En carta y menú, algunos platos se están convirtiendo en señas de identidad: el tiradito de corvina con salsa italiana al queso, equilibrio que coquetea con la carbonara marina; los puerros con heno, pura delicadeza, probablemente una de las cocciones vegetales más refinadas de la ciudad; el morrillo de atún, estofado como si fuera carne, untuoso y sorprendente; el pato, presentado con dos salsas —una clara, cítrica; otra oscura y profunda—, que firma uno de los mejores finales de menú degustación de la temporada. En otoño, la carta gana peso: arroces densos con boletus o alcachofas, lasaña de ossobuco al hierro, pichón tratado con reverencia, pato, perdiz, jabalí y ciervo; platos que consuelan, que abrigan, que funcionan como un reencuentro con la estación. Y los postres —obra de Julieta Negri— logran cerrar la experiencia con dulces que no empalagan: el hojaldre prensado con chocolate amargo o el meloso de manzanas asadas con crema helada de pan tostado son dos formas de entender la repostería como continuación natural del fuego, no como apéndice obligado.

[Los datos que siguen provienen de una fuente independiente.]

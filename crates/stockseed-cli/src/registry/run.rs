use std::fs::{OpenOptions, create_dir_all};
use std::path::{Path, PathBuf};
use std::process::Command;

use chrono::{DateTime, Utc};
use serde::Serialize;

use stockseed_core::{RedactedConnection, StageName};
use stockseed_seed::{RunConfiguration, RunReport};

use super::{RegistryError, RegistryResult};

/// Metadata captured at run start.
#[derive(Debug, Clone)]
pub struct RunContext {
    pub run_id: String,
    pub started_at: DateTime<Utc>,
    pub run_dir: PathBuf,
    pub configuration: RunConfiguration,
    /// Resolved run seed (drawn at random when not configured).
    pub rng_seed: u64,
    pub stages: Vec<StageName>,
    pub connection: RedactedConnection,
}

/// JSON config written to each run directory.
#[derive(Debug, Serialize)]
pub struct RunConfig<'a> {
    pub run_id: &'a str,
    pub started_at: String,
    pub configuration: &'a RunConfiguration,
    pub rng_seed: u64,
    pub stages: &'a [StageName],
    pub connection: &'a RedactedConnection,
    pub git: GitInfo,
}

/// Git metadata for reproducibility.
#[derive(Debug, Serialize)]
pub struct GitInfo {
    pub commit: Option<String>,
    pub dirty: Option<bool>,
}

/// Paths for run artifacts.
#[derive(Debug, Clone)]
pub struct RunPaths {
    pub root: PathBuf,
    pub logs_path: PathBuf,
    pub report_path: PathBuf,
}

pub fn start_run(ctx: &RunContext) -> RegistryResult<RunPaths> {
    let timestamp = ctx.started_at.format("%Y-%m-%dT%H-%M-%SZ").to_string();
    let root = ctx.run_dir.join(format!("{timestamp}__run_{}", ctx.run_id));

    create_dir_all(&root)?;

    let config_path = root.join("config.json");
    let logs_path = root.join("logs.ndjson");
    let report_path = root.join("report.json");

    let config = RunConfig {
        run_id: &ctx.run_id,
        started_at: ctx.started_at.to_rfc3339(),
        configuration: &ctx.configuration,
        rng_seed: ctx.rng_seed,
        stages: &ctx.stages,
        connection: &ctx.connection,
        git: collect_git_info(),
    };

    write_json(&config_path, &config)?;

    OpenOptions::new()
        .create(true)
        .append(true)
        .open(&logs_path)?;

    Ok(RunPaths {
        root,
        logs_path,
        report_path,
    })
}

pub fn write_report(paths: &RunPaths, report: &RunReport) -> RegistryResult<()> {
    write_json(&paths.report_path, report)
}

pub fn collect_git_info() -> GitInfo {
    let commit = Command::new("git")
        .args(["rev-parse", "HEAD"])
        .output()
        .ok()
        .and_then(|output| {
            if output.status.success() {
                Some(String::from_utf8_lossy(&output.stdout).trim().to_string())
            } else {
                None
            }
        })
        .filter(|value| !value.is_empty());

    let dirty = Command::new("git")
        .args(["status", "--porcelain"])
        .output()
        .ok()
        .filter(|output| output.status.success())
        .map(|output| !output.stdout.is_empty());

    GitInfo { commit, dirty }
}

fn write_json<T: Serialize>(path: &Path, value: &T) -> RegistryResult<()> {
    let file = OpenOptions::new()
        .create(true)
        .truncate(true)
        .write(true)
        .open(path)?;
    serde_json::to_writer_pretty(file, value).map_err(RegistryError::from)
}
mod logging;
mod run;

pub use logging::{init_console_logging, init_run_logging};
pub use run::{RunContext, start_run, write_report};

use thiserror::Error;

/// Registry-level errors for run artifacts.
#[derive(Debug, Error)]
pub enum RegistryError {
    #[error("io error: {0}")]
    Io(#[from] std::io::Error),
    #[error("json serialization error: {0}")]
    Json(#[from] serde_json::Error),
    #[error("logging error: {0}")]
    Logging(String),
}

/// Result type for registry operations.
pub type RegistryResult<T> = std::result::Result<T, RegistryError>;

El menú degustación, de diez pases (120 €), se concibe como un viaje biográfico que Bustos adapta según el perfil del comensal

Gurisa no ha alcanzado su madurez. Y eso es bueno. Tiene algo que no se fabrica: potencial. La mesa del chef, un reservado para diez personas junto a la cocina, permite experiencias enológicas singulares. La planta baja invita a imaginar nuevas propuestas más informales o nocturnas. El espacio respira posibilidades.

La sensación general es que Gurisa no ha venido a replicar un modelo, sino a crear un lenguaje propio, a introducir en Madrid una cocina de fuego que no mira al pasado sino al origen: ese punto en el que los humanos se reunían alrededor de unas brasas para alimentarse, contarse historias y sentirse a salvo.

Quizá por eso el restaurante conquista. Porque, sin querer, devuelve a Zurbano algo del espíritu que tuvo: no el de la vanguardia forzada, sino el del disfrute compartido. La vida ha cambiado, Madrid ha cambiado, nosotros hemos cambiado… pero hay lugares que, cuando vuelven a encenderse, iluminan recuerdos que creíamos perdidos.